A Willy Wagtail warbles from my washing line.
Waking, wondering,
Wondering what a new day will bring.
It's winter.
Winter has played some wilful tricks on me in recent years.
Winter 2004 gave me a diagnosis of widespread metastatic bone cancer following a left breast mastectomy in summer 1997. Solution - monthly injections of Zometa®. Winter 2004 also gave me a broken leg, surprisingly unrelated to the bone cancer.
Winter 2005 added to the bodily stew with a soft tissue tumour in my left hip. Additional medication - a dose of chemo. Commenced weekly group Feldenkrais classes and, following chemo, weekly reflexology sessions.
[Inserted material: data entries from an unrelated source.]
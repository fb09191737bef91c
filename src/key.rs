//! Object addressing: bucket ids, sanitized titles, ingestion keys.
//!
//! These formats are shared with prior backup history and must stay
//! bit-compatible: buckets are `dataset_{id}`, object keys are
//! `{sanitized_title}_{YYYYMMDDTHHMMSS}`. The sanitized-title component is
//! the logical-resource prefix grouping all historical backups of one
//! resource.

use std::sync::atomic::{AtomicI64, Ordering};

use chrono::{DateTime, Utc};

/// Bucket holding all backups for one dataset. Deterministic, so history
/// accumulates in the same bucket across runs.
pub fn bucket_id(dataset_id: &str) -> String {
    format!("dataset_{dataset_id}")
}

/// Sanitize a resource title into its key prefix: spaces, slashes and
/// quotes become underscores, accented letters fold to their ASCII base,
/// anything else outside ASCII becomes an underscore.
pub fn sanitize_title(title: &str) -> String {
    title.chars().map(fold_char).collect()
}

fn fold_char(c: char) -> char {
    match c {
        ' ' | '/' | '\'' => '_',
        'à' | 'â' | 'ä' => 'a',
        'À' | 'Â' | 'Ä' => 'A',
        'ç' => 'c',
        'Ç' => 'C',
        'é' | 'è' | 'ê' | 'ë' => 'e',
        'É' | 'È' | 'Ê' | 'Ë' => 'E',
        'î' | 'ï' => 'i',
        'Î' | 'Ï' => 'I',
        'ô' | 'ö' => 'o',
        'Ô' | 'Ö' => 'O',
        'ù' | 'û' | 'ü' => 'u',
        'Ù' | 'Û' | 'Ü' => 'U',
        c if c.is_ascii() => c,
        _ => '_',
    }
}

/// Full object key for one ingestion of a resource.
pub fn object_key(title: &str, ingested_at: DateTime<Utc>) -> String {
    format!(
        "{}_{}",
        sanitize_title(title),
        ingested_at.format("%Y%m%dT%H%M%S")
    )
}

/// Issues ingestion instants that never repeat within one process.
///
/// Keys carry second resolution, so two ingestions of the same title in
/// the same second would collide; the clock bumps to the next unused
/// second instead.
#[derive(Debug, Default)]
pub struct KeyClock {
    last: AtomicI64,
}

impl KeyClock {
    pub fn new() -> Self {
        Self::default()
    }

    /// Next ingestion instant: wall-clock now, or one second past the
    /// previously issued instant if now would repeat one.
    pub fn next(&self) -> DateTime<Utc> {
        let now = Utc::now().timestamp();
        let mut prev = self.last.load(Ordering::SeqCst);
        loop {
            let issued = now.max(prev + 1);
            match self
                .last
                .compare_exchange(prev, issued, Ordering::SeqCst, Ordering::SeqCst)
            {
                Ok(_) => {
                    return DateTime::from_timestamp(issued, 0)
                        .expect("issued second fits in a timestamp")
                }
                Err(actual) => prev = actual,
            }
        }
    }
}

#[cfg(test)]
mod tests {
    use super::*;
    use chrono::TimeZone;
    use std::collections::HashSet;

    #[test]
    fn bucket_id_is_prefixed_dataset_id() {
        assert_eq!(bucket_id("5f9196"), "dataset_5f9196");
    }

    #[test]
    fn sanitize_replaces_separators_and_quotes() {
        assert_eq!(sanitize_title("GTFS du réseau"), "GTFS_du_reseau");
        assert_eq!(sanitize_title("Lignes/été"), "Lignes_ete");
        assert_eq!(sanitize_title("Côte d'Azur"), "Cote_d_Azur");
    }

    #[test]
    fn sanitize_folds_outside_ascii_to_underscore() {
        assert_eq!(sanitize_title("œuvre"), "_uvre");
        assert_eq!(sanitize_title("horaires — v2"), "horaires___v2");
    }

    #[test]
    fn object_key_carries_compact_timestamp() {
        let ingested_at = Utc.with_ymd_and_hms(2023, 1, 1, 12, 30, 5).unwrap();
        assert_eq!(object_key("Lines", ingested_at), "Lines_20230101T123005");
    }

    #[test]
    fn object_key_starts_with_logical_prefix() {
        let ingested_at = Utc.with_ymd_and_hms(2023, 1, 1, 0, 0, 0).unwrap();
        let title = "Réseau de bus / hiver";
        assert!(object_key(title, ingested_at).starts_with(&sanitize_title(title)));
    }

    #[test]
    fn clock_never_repeats_within_a_process() {
        let clock = KeyClock::new();
        let mut keys = HashSet::new();
        for _ in 0..100 {
            assert!(keys.insert(object_key("Lines", clock.next())));
        }
    }
}
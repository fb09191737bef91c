//! Local staging for downloads, with guaranteed cleanup.
//!
//! Every download lands as a uniquely named file under a configured
//! staging root; the [`StagedFile`] guard removes it on drop, so staging
//! files never accumulate even when the upload after them fails.

use std::fs;
use std::io;
use std::path::{Path, PathBuf};

use tracing::{debug, warn};
use uuid::Uuid;

pub struct StagingArea {
    root: PathBuf,
}

impl StagingArea {
    pub fn new(root: impl Into<PathBuf>) -> Self {
        Self { root: root.into() }
    }

    /// Write `bytes` to a fresh staging file for `key`. The root directory
    /// is created on demand. The on-disk name carries a generated suffix
    /// so concurrent processes sharing a root cannot collide.
    pub fn stage(&self, key: &str, bytes: &[u8]) -> io::Result<StagedFile> {
        fs::create_dir_all(&self.root)?;
        let path = self.root.join(format!("{key}.{}", Uuid::new_v4()));
        fs::write(&path, bytes)?;
        debug!(path = %path.display(), size = bytes.len(), "Staged resource bytes");
        Ok(StagedFile { path })
    }
}

/// Guard for one staged file: removal is tied to drop, not to success.
pub struct StagedFile {
    path: PathBuf,
}

impl StagedFile {
    pub fn path(&self) -> &Path {
        &self.path
    }
}

impl Drop for StagedFile {
    fn drop(&mut self) {
        if let Err(err) = fs::remove_file(&self.path) {
            if err.kind() != io::ErrorKind::NotFound {
                warn!(path = %self.path.display(), error = ?err, "Failed to remove staged file");
            }
        }
    }
}

#[cfg(test)]
mod tests {
    use super::*;
    use tempfile::tempdir;

    #[test]
    fn stage_writes_the_bytes() {
        let root = tempdir().unwrap();
        let staging = StagingArea::new(root.path());

        let staged = staging.stage("Lines_20230101T000000", b"feed").unwrap();
        assert_eq!(fs::read(staged.path()).unwrap(), b"feed");
    }

    #[test]
    fn dropping_the_guard_removes_the_file() {
        let root = tempdir().unwrap();
        let staging = StagingArea::new(root.path());

        let staged = staging.stage("Lines_20230101T000000", b"feed").unwrap();
        let path = staged.path().to_path_buf();
        assert!(path.exists());

        drop(staged);
        assert!(!path.exists());
    }

    #[test]
    fn drop_tolerates_an_already_removed_file() {
        let root = tempdir().unwrap();
        let staging = StagingArea::new(root.path());

        let staged = staging.stage("Lines_20230101T000000", b"feed").unwrap();
        fs::remove_file(staged.path()).unwrap();
        drop(staged);
    }

    #[test]
    fn root_is_created_on_demand() {
        let root = tempdir().unwrap();
        let nested = root.path().join("staging/run");
        let staging = StagingArea::new(&nested);

        let staged = staging.stage("Lines_20230101T000000", b"feed").unwrap();
        assert!(staged.path().starts_with(&nested));
    }
}
//! Data fetcher for user statistics
//!
//! The fetcher builds the combined GraphQL query, hands it to a
//! [`StatsTransport`] and classifies the outcome. The transport is the only
//! piece that knows the endpoint and whether a relay sits in front of it.

use common::StatsConfig;
use common::error::{FetchError, FetchResult};
use reqwest::{
    Client, StatusCode,
    header::{CONTENT_TYPE, REFERER},
};
use tracing::{debug, info, warn};

use crate::models::{GraphQlRequest, GraphQlResponse, UserReport};

/// Status and body of a completed HTTP exchange
#[derive(Debug, Clone, PartialEq, Eq)]
pub struct RawResponse {
    pub status: u16,
    pub body: String,
}

impl RawResponse {
    /// Whether the status is in the 2xx range
    pub fn is_success(&self) -> bool {
        (200..300).contains(&self.status)
    }
}

/// Capability to deliver a GraphQL request to the stats endpoint
pub trait StatsTransport {
    /// Send the request, failing only when no response was obtained
    fn execute(
        &self,
        request: &GraphQlRequest,
    ) -> impl Future<Output = FetchResult<RawResponse>> + Send;
}

/// Transport backed by a shared reqwest client
#[derive(Debug, Clone)]
pub struct HttpTransport {
    client: Client,
    endpoint: String,
    referer: String,
    relayed: bool,
}

impl HttpTransport {
    /// Create a new transport from the widget configuration
    pub fn new(config: &StatsConfig) -> FetchResult<Self> {
        let client = Client::builder()
            .user_agent(config.user_agent.clone())
            .build()
            .map_err(|e| FetchError::Transport(e.to_string()))?;

        let endpoint = config.graphql_endpoint();
        info!("HTTP transport initialized with endpoint: {}", endpoint);

        Ok(Self {
            client,
            endpoint,
            referer: format!("{}/", config.site_url),
            relayed: config.relay_url.is_some(),
        })
    }

    /// Endpoint requests are posted to
    pub fn endpoint(&self) -> &str {
        &self.endpoint
    }
}

impl StatsTransport for HttpTransport {
    async fn execute(&self, request: &GraphQlRequest) -> FetchResult<RawResponse> {
        let response = self
            .client
            .post(&self.endpoint)
            .header(CONTENT_TYPE, "application/json")
            .header(REFERER, &self.referer)
            .json(request)
            .send()
            .await
            .map_err(|e| FetchError::Transport(e.to_string()))?;

        let status = response.status();
        if self.relayed && status == StatusCode::FORBIDDEN {
            warn!("Relay refused to forward request to {}", self.endpoint);
            return Err(FetchError::RelayRejected {
                status: status.as_u16(),
            });
        }

        let body = response
            .text()
            .await
            .map_err(|e| FetchError::Transport(e.to_string()))?;

        Ok(RawResponse {
            status: status.as_u16(),
            body,
        })
    }
}

/// Fetches and classifies user reports
#[derive(Debug, Clone)]
pub struct StatsFetcher<T> {
    transport: T,
    recent_limit: u32,
}

impl<T: StatsTransport> StatsFetcher<T> {
    /// Create a new fetcher over a transport
    pub fn new(transport: T, recent_limit: u32) -> Self {
        Self {
            transport,
            recent_limit,
        }
    }

    /// Get the underlying transport
    pub fn transport(&self) -> &T {
        &self.transport
    }

    /// Fetch the report for an already validated username
    pub async fn fetch_report(&self, username: &str) -> FetchResult<UserReport> {
        info!("Fetching stats for user: {}", username);

        let request = GraphQlRequest::user_data(username, self.recent_limit);
        let response = self.transport.execute(&request).await?;
        debug!("Stats endpoint answered with status {}", response.status);

        if !response.is_success() {
            warn!(
                "Stats request for {} failed with status {}",
                username, response.status
            );
            return Err(FetchError::Http {
                status: response.status,
            });
        }

        let parsed: GraphQlResponse = serde_json::from_str(&response.body)?;
        let report = parsed.into_report().ok_or(FetchError::NotFound)?;

        info!(
            "Fetched stats for {} with {} recent submissions",
            username,
            report.recent.len()
        );
        Ok(report)
    }
}
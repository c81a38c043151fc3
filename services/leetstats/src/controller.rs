//! Controller wiring a search action through validation, fetch and render
//!
//! Every search that passes validation takes a new generation. A result is
//! only rendered when no newer search is still running and no newer search
//! has already settled, so overlapping searches end on the most recent one
//! that actually completes. The trigger stays busy while any search runs.

use std::collections::BTreeSet;
use std::sync::{Mutex, MutexGuard, PoisonError};

use common::StatsConfig;
use common::error::{FetchError, ValidationError};
use tracing::{debug, error, info, warn};

use crate::fetcher::{StatsFetcher, StatsTransport};
use crate::presenter::{DisplaySurface, Presenter, RELAY_HINT_TEXT, RemediationHint, TriggerState};
use crate::validation::validate_username;

/// How a search ended
#[derive(Debug)]
pub enum SearchOutcome {
    /// The report was written to the surface
    Rendered,
    /// Input failed validation, no request was sent
    Rejected(ValidationError),
    /// The fetch failed and the error was shown
    Failed(FetchError),
    /// A newer search owns the display
    Superseded,
}

/// Generations of running searches and of the last one that settled
#[derive(Debug, Default)]
struct SearchBook {
    last_started: u64,
    last_settled: u64,
    running: BTreeSet<u64>,
}

impl SearchBook {
    fn start(&mut self) -> u64 {
        self.last_started += 1;
        self.running.insert(self.last_started);
        self.last_started
    }

    /// Mark a search resolved, returning whether it may write to the surface
    fn settle(&mut self, generation: u64) -> bool {
        self.running.remove(&generation);
        let newer_running = self.running.range(generation + 1..).next().is_some();
        if newer_running || generation < self.last_settled {
            return false;
        }
        self.last_settled = generation;
        true
    }

    /// Forget a search, returning whether nothing is running anymore
    fn finish(&mut self, generation: u64) -> bool {
        self.running.remove(&generation);
        self.running.is_empty()
    }
}

/// Search controller owning the display surface
pub struct Controller<T, D> {
    fetcher: StatsFetcher<T>,
    presenter: Presenter,
    surface: Mutex<D>,
    relay_opt_in_url: Option<String>,
    searches: Mutex<SearchBook>,
}

impl<T, D> Controller<T, D>
where
    T: StatsTransport,
    D: DisplaySurface,
{
    /// Create a new controller
    pub fn new(
        fetcher: StatsFetcher<T>,
        presenter: Presenter,
        surface: D,
        relay_opt_in_url: Option<String>,
    ) -> Self {
        Self {
            fetcher,
            presenter,
            surface: Mutex::new(surface),
            relay_opt_in_url,
            searches: Mutex::new(SearchBook::default()),
        }
    }

    /// Create a controller from the widget configuration
    pub fn from_config(config: &StatsConfig, transport: T, surface: D) -> Self {
        Self::new(
            StatsFetcher::new(transport, config.recent_limit),
            Presenter::new(config.problem_base_url()),
            surface,
            config.relay_opt_in_url(),
        )
    }

    /// Get the display surface
    pub fn surface(&self) -> &Mutex<D> {
        &self.surface
    }

    /// Consume the controller, returning the display surface
    pub fn into_surface(self) -> D {
        self.surface
            .into_inner()
            .unwrap_or_else(PoisonError::into_inner)
    }

    /// Run one search for the raw input, trimmed first
    pub async fn search(&self, raw: &str) -> SearchOutcome {
        let username = match validate_username(raw.trim()) {
            Ok(username) => username,
            Err(e) => {
                warn!("Rejected search input {:?}: {}", raw, e);
                lock(&self.surface).notify(&e.to_string());
                return SearchOutcome::Rejected(e);
            }
        };

        let generation = lock(&self.searches).start();
        debug!("Search {} started for {}", generation, username);

        lock(&self.surface).set_trigger(TriggerState::Busy);
        let _trigger = TriggerGuard {
            surface: &self.surface,
            searches: &self.searches,
            generation,
        };

        let result = self.fetcher.fetch_report(username).await;

        if !lock(&self.searches).settle(generation) {
            info!(
                "Discarding result of search {} for {}, a newer search owns the display",
                generation, username
            );
            return SearchOutcome::Superseded;
        }

        match result {
            Ok(report) => {
                self.presenter.render(&report, &mut *lock(&self.surface));
                info!("Rendered stats for {}", username);
                SearchOutcome::Rendered
            }
            Err(e) => {
                error!("Failed to fetch stats for {}: {}", username, e);
                let hint = self.hint_for(&e);
                lock(&self.surface).show_error(&e.to_string(), hint.as_ref());
                SearchOutcome::Failed(e)
            }
        }
    }

    fn hint_for(&self, error: &FetchError) -> Option<RemediationHint> {
        if !error.needs_relay_hint() {
            return None;
        }

        self.relay_opt_in_url.clone().map(|href| RemediationHint {
            text: RELAY_HINT_TEXT,
            href,
        })
    }
}

/// Puts the trigger back to idle once the last running search ends, however it ends
struct TriggerGuard<'a, D: DisplaySurface> {
    surface: &'a Mutex<D>,
    searches: &'a Mutex<SearchBook>,
    generation: u64,
}

impl<D: DisplaySurface> Drop for TriggerGuard<'_, D> {
    fn drop(&mut self) {
        let idle = lock(self.searches).finish(self.generation);
        if idle {
            lock(self.surface).set_trigger(TriggerState::Idle);
        }
    }
}

fn lock<S>(mutex: &Mutex<S>) -> MutexGuard<'_, S> {
    mutex.lock().unwrap_or_else(PoisonError::into_inner)
}
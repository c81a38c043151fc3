//! Common library for the leetstats widget
//!
//! This crate provides functionality shared by the widget library and its
//! host binary: the error taxonomy and configuration loading.

pub mod config;
pub mod error;

pub use config::StatsConfig;
pub use error::{ConfigError, FetchError, ValidationError};
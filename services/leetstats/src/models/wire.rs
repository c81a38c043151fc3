//! GraphQL request and response shapes

use serde::{Deserialize, Serialize};

use crate::models::report::{QuestionCount, RecentSubmission, SubmissionStat, UserReport};

/// Combined query for question counts, submit stats and recent accepted submissions
pub const USER_DATA_QUERY: &str = r#"
query userData($username: String!, $limit: Int!) {
    allQuestionsCount {
        difficulty
        count
    }
    matchedUser(username: $username) {
        submitStats {
            acSubmissionNum {
                difficulty
                count
                submissions
            }
            totalSubmissionNum {
                difficulty
                count
                submissions
            }
        }
    }
    recentAcSubmissionList(username: $username, limit: $limit) {
        title
        titleSlug
        timestamp
    }
}
"#;

/// GraphQL request body
#[derive(Debug, Clone, PartialEq, Eq, Serialize)]
pub struct GraphQlRequest {
    pub query: &'static str,
    pub variables: UserDataVariables,
}

impl GraphQlRequest {
    /// Build the user data query for a username
    pub fn user_data(username: &str, limit: u32) -> Self {
        Self {
            query: USER_DATA_QUERY,
            variables: UserDataVariables {
                username: username.to_string(),
                limit,
            },
        }
    }
}

/// Variables of the user data query
#[derive(Debug, Clone, PartialEq, Eq, Serialize)]
pub struct UserDataVariables {
    pub username: String,
    pub limit: u32,
}

/// GraphQL response envelope
///
/// Unknown users come back with `errors` populated and `matchedUser: null`,
/// so only `data` is inspected.
#[derive(Debug, Deserialize)]
pub struct GraphQlResponse {
    #[serde(default)]
    pub data: Option<UserDataPayload>,
}

#[derive(Debug, Deserialize)]
#[serde(rename_all = "camelCase")]
pub struct UserDataPayload {
    #[serde(default)]
    pub all_questions_count: Option<Vec<QuestionCount>>,
    #[serde(default)]
    pub matched_user: Option<MatchedUser>,
    #[serde(default)]
    pub recent_ac_submission_list: Option<Vec<RecentSubmission>>,
}

#[derive(Debug, Deserialize)]
#[serde(rename_all = "camelCase")]
pub struct MatchedUser {
    pub submit_stats: SubmitStats,
}

#[derive(Debug, Deserialize)]
#[serde(rename_all = "camelCase")]
pub struct SubmitStats {
    #[serde(default)]
    pub ac_submission_num: Vec<SubmissionStat>,
    #[serde(default)]
    pub total_submission_num: Vec<SubmissionStat>,
}

impl GraphQlResponse {
    /// Convert into a report, `None` when no user was matched
    pub fn into_report(self) -> Option<UserReport> {
        let payload = self.data?;
        let stats = payload.matched_user?.submit_stats;

        Some(UserReport {
            question_counts: payload.all_questions_count.unwrap_or_default(),
            accepted: stats.ac_submission_num,
            totals: stats.total_submission_num,
            recent: payload.recent_ac_submission_list.unwrap_or_default(),
        })
    }
}
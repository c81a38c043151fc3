//! Stats widget models

pub mod report;
pub mod wire;

// Re-export for convenience
pub use report::{Difficulty, QuestionCount, RecentSubmission, SubmissionStat, UserReport};
pub use wire::{GraphQlRequest, GraphQlResponse, UserDataPayload};
//! Custom error types for the common library
//!
//! This module defines the error taxonomy shared by the stats widget:
//! username validation failures, fetch failures and configuration errors.

use thiserror::Error;

/// Username rejected before any network call is made
#[derive(Error, Debug, Clone, Copy, PartialEq, Eq)]
pub enum ValidationError {
    /// Input was empty after trimming
    #[error("Username should not be empty")]
    Empty,

    /// Input does not match the username shape
    #[error("Invalid Username")]
    Invalid,
}

/// Type alias for Result with ValidationError
pub type ValidationResult<T> = Result<T, ValidationError>;

/// Failure while fetching a user's statistics
#[derive(Error, Debug)]
pub enum FetchError {
    /// The network call itself failed
    #[error("Network error: {0}")]
    Transport(String),

    /// The relay refused to forward the request
    #[error("Request was rejected by the relay (status {status})")]
    RelayRejected { status: u16 },

    /// The endpoint answered with a non-success status
    #[error("Unable to fetch user details.")]
    Http { status: u16 },

    /// The response carried no matched user
    #[error("User not found.")]
    NotFound,

    /// The response body did not have the expected shape
    #[error("Unexpected response: {0}")]
    Decode(#[from] serde_json::Error),
}

impl FetchError {
    /// Whether the user should be pointed at the relay's opt-in page
    pub fn needs_relay_hint(&self) -> bool {
        matches!(self, FetchError::RelayRejected { .. })
    }
}

/// Type alias for Result with FetchError
pub type FetchResult<T> = Result<T, FetchError>;

/// Configuration could not be loaded
#[derive(Error, Debug)]
pub enum ConfigError {
    /// Error raised by the configuration sources
    #[error("Configuration error: {0}")]
    Source(#[from] ::config::ConfigError),

    /// A value was present but unusable
    #[error("Invalid configuration value for {key}: {reason}")]
    Invalid { key: &'static str, reason: String },
}

/// Type alias for Result with ConfigError
pub type ConfigResult<T> = Result<T, ConfigError>;
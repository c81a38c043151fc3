use anyhow::Result;
use common::StatsConfig;
use leetstats::{Controller, HttpTransport, TerminalSurface};
use tokio::io::{AsyncBufReadExt, BufReader};
use tracing::info;
use tracing_subscriber::EnvFilter;

#[tokio::main]
async fn main() -> Result<()> {
    // Initialize tracing on stderr, stdout carries the page
    tracing_subscriber::fmt()
        .with_env_filter(
            EnvFilter::try_from_default_env().unwrap_or_else(|_| EnvFilter::new("info")),
        )
        .with_writer(std::io::stderr)
        .init();

    info!("Starting leetstats");

    let config = StatsConfig::from_env()?;
    let transport = HttpTransport::new(&config)?;
    let controller = Controller::from_config(&config, transport, TerminalSurface::stdout());

    let usernames: Vec<String> = std::env::args().skip(1).collect();
    if usernames.is_empty() {
        info!("Reading usernames from stdin, one search per line");
        let mut lines = BufReader::new(tokio::io::stdin()).lines();
        while let Some(line) = lines.next_line().await? {
            controller.search(&line).await;
        }
    } else {
        for username in &usernames {
            controller.search(username).await;
        }
    }

    info!("Shutting down leetstats");

    Ok(())
}
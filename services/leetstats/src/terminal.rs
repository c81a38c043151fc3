//! Terminal display surface
//!
//! Regions are kept in memory and the page is redrawn each time the
//! trigger goes back to idle, which is when a search has settled.

use std::io::{self, Write};

use tracing::warn;

use crate::models::Difficulty;
use crate::presenter::{
    DisplaySurface, ProblemLink, ProgressIndicator, RemediationHint, SummaryCard, TriggerState,
};

const BAR_WIDTH: usize = 20;

/// Display surface printing to any writer
pub struct TerminalSurface<W: Write> {
    out: W,
    progress: Vec<(Difficulty, ProgressIndicator)>,
    cards: Vec<SummaryCard>,
    recent: Option<(String, Vec<ProblemLink>)>,
    error: Option<(String, Option<RemediationHint>)>,
    trigger: TriggerState,
}

impl TerminalSurface<io::Stdout> {
    /// Surface writing to standard output
    pub fn stdout() -> Self {
        Self::new(io::stdout())
    }
}

impl<W: Write> TerminalSurface<W> {
    /// Create a new surface over a writer
    pub fn new(out: W) -> Self {
        Self {
            out,
            progress: Vec::new(),
            cards: Vec::new(),
            recent: None,
            error: None,
            trigger: TriggerState::Idle,
        }
    }

    /// Current trigger state
    pub fn trigger(&self) -> TriggerState {
        self.trigger
    }

    /// Consume the surface, returning the writer
    pub fn into_inner(self) -> W {
        self.out
    }

    fn write_or_warn(&mut self, result: io::Result<()>) {
        if let Err(e) = result.and_then(|_| self.out.flush()) {
            warn!("Failed to write to terminal: {}", e);
        }
    }

    fn draw(&mut self) -> io::Result<()> {
        writeln!(self.out)?;

        if let Some((message, hint)) = &self.error {
            writeln!(self.out, "Error: {}", message)?;
            if let Some(hint) = hint {
                writeln!(self.out, "{}: {}", hint.text, hint.href)?;
            }
            return Ok(());
        }

        for (difficulty, progress) in &self.progress {
            writeln!(
                self.out,
                "{:<7}{}  {:>6}  {}",
                difficulty.as_str(),
                progress_bar(progress.percent),
                format_percent(progress.percent),
                progress.label()
            )?;
        }

        if !self.cards.is_empty() {
            writeln!(self.out)?;
        }
        for card in &self.cards {
            writeln!(self.out, "{}: {}", card.label, card.value)?;
        }

        if let Some((heading, links)) = &self.recent {
            writeln!(self.out)?;
            writeln!(self.out, "{}", heading)?;
            for (position, link) in links.iter().enumerate() {
                match link.accepted_at {
                    Some(at) => writeln!(
                        self.out,
                        "{:>3}. {} ({}) {}",
                        position + 1,
                        link.title,
                        at.format("%Y-%m-%d"),
                        link.href
                    )?,
                    None => writeln!(self.out, "{:>3}. {} {}", position + 1, link.title, link.href)?,
                }
            }
        }

        Ok(())
    }
}

impl<W: Write> DisplaySurface for TerminalSurface<W> {
    fn set_progress(&mut self, difficulty: Difficulty, progress: &ProgressIndicator) {
        self.error = None;
        match self.progress.iter_mut().find(|(slot, _)| *slot == difficulty) {
            Some((_, current)) => *current = *progress,
            None => self.progress.push((difficulty, *progress)),
        }
    }

    fn set_summary_cards(&mut self, cards: &[SummaryCard]) {
        self.error = None;
        self.cards = cards.to_vec();
    }

    fn set_recent_list(&mut self, heading: &str, links: &[ProblemLink]) {
        self.error = None;
        self.recent = Some((heading.to_string(), links.to_vec()));
    }

    fn show_error(&mut self, message: &str, hint: Option<&RemediationHint>) {
        self.progress.clear();
        self.cards.clear();
        self.recent = None;
        self.error = Some((message.to_string(), hint.cloned()));
    }

    fn set_trigger(&mut self, state: TriggerState) {
        self.trigger = state;
        let result = match state {
            TriggerState::Busy => writeln!(self.out, "{}", state.label()),
            TriggerState::Idle => self.draw(),
        };
        self.write_or_warn(result);
    }

    fn notify(&mut self, message: &str) {
        let result = writeln!(self.out, "! {}", message);
        self.write_or_warn(result);
    }
}

fn progress_bar(percent: f64) -> String {
    let filled = if percent.is_finite() {
        ((percent / 100.0) * BAR_WIDTH as f64)
            .round()
            .clamp(0.0, BAR_WIDTH as f64) as usize
    } else {
        0
    };
    format!("[{}{}]", "#".repeat(filled), "-".repeat(BAR_WIDTH - filled))
}

fn format_percent(percent: f64) -> String {
    if percent.is_finite() {
        format!("{:.1}%", percent)
    } else {
        "--".to_string()
    }
}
Winter 2006. I was determined I was not going to spend this soccer season waning beside the side line as I watched my son participate. It was such an enjoyable season. Not only for the soccer, I felt well, I looked well, friends kept telling me I looked well, my medical team kept telling me I looked well. I was tenaciously, and in hindsight blinkeredly, enjoying reclaiming my life. I attended a couple of professional conferences, bush walked extensively in Carnarvon Gorge National Park and climbed Mt. Warning.
Summer 2006. Aye, there's the rub. A routine check up with my eye specialist uncovered five brain tumours lurking in my skull. An immediate introduction to radiation was prescribed. Lots more information to read, absorb, digest, adopt or reject as I learnt all I could about this latest twist in my health situation. Not to be outdone the bone cancer also flared up again and yet more radiation was prescribed, this time on my left femur. Daily diet could no longer really be described as ‘eating' and ‘exercise' happened as I hobbled gingerly around the house. My figure returned to the proportions of my wedding day but what a way to achieve this. And to follow this radiation - chemo dose three.
Winter 2007. Whispers of westerly wind continue to wash softly across my face as I wake, wondering still what each new day will bring, wondering about the ultimate results of this latest assault on my body and mind from this malady called cancer. ‘Assault', there it is again, the use of military symbolism seems to be unavoidable when most aspects of cancer are discussed. I hate it. It seems an inappropriate description to me, de-humanising of an experience that frequently, and in my experience definitely, has brought so much love and compassion from family and friends as I continue to walk along the way of survival with them.
I walk along this way quietly, excited as I witness the dawn of every new day, enthusiastic about the plans I and my family and friends are making for the coming weeks, exuberant about my continued ability to energetically participate in life on this world. There is so much more about the richness of life experiences I have yet to share and enjoy.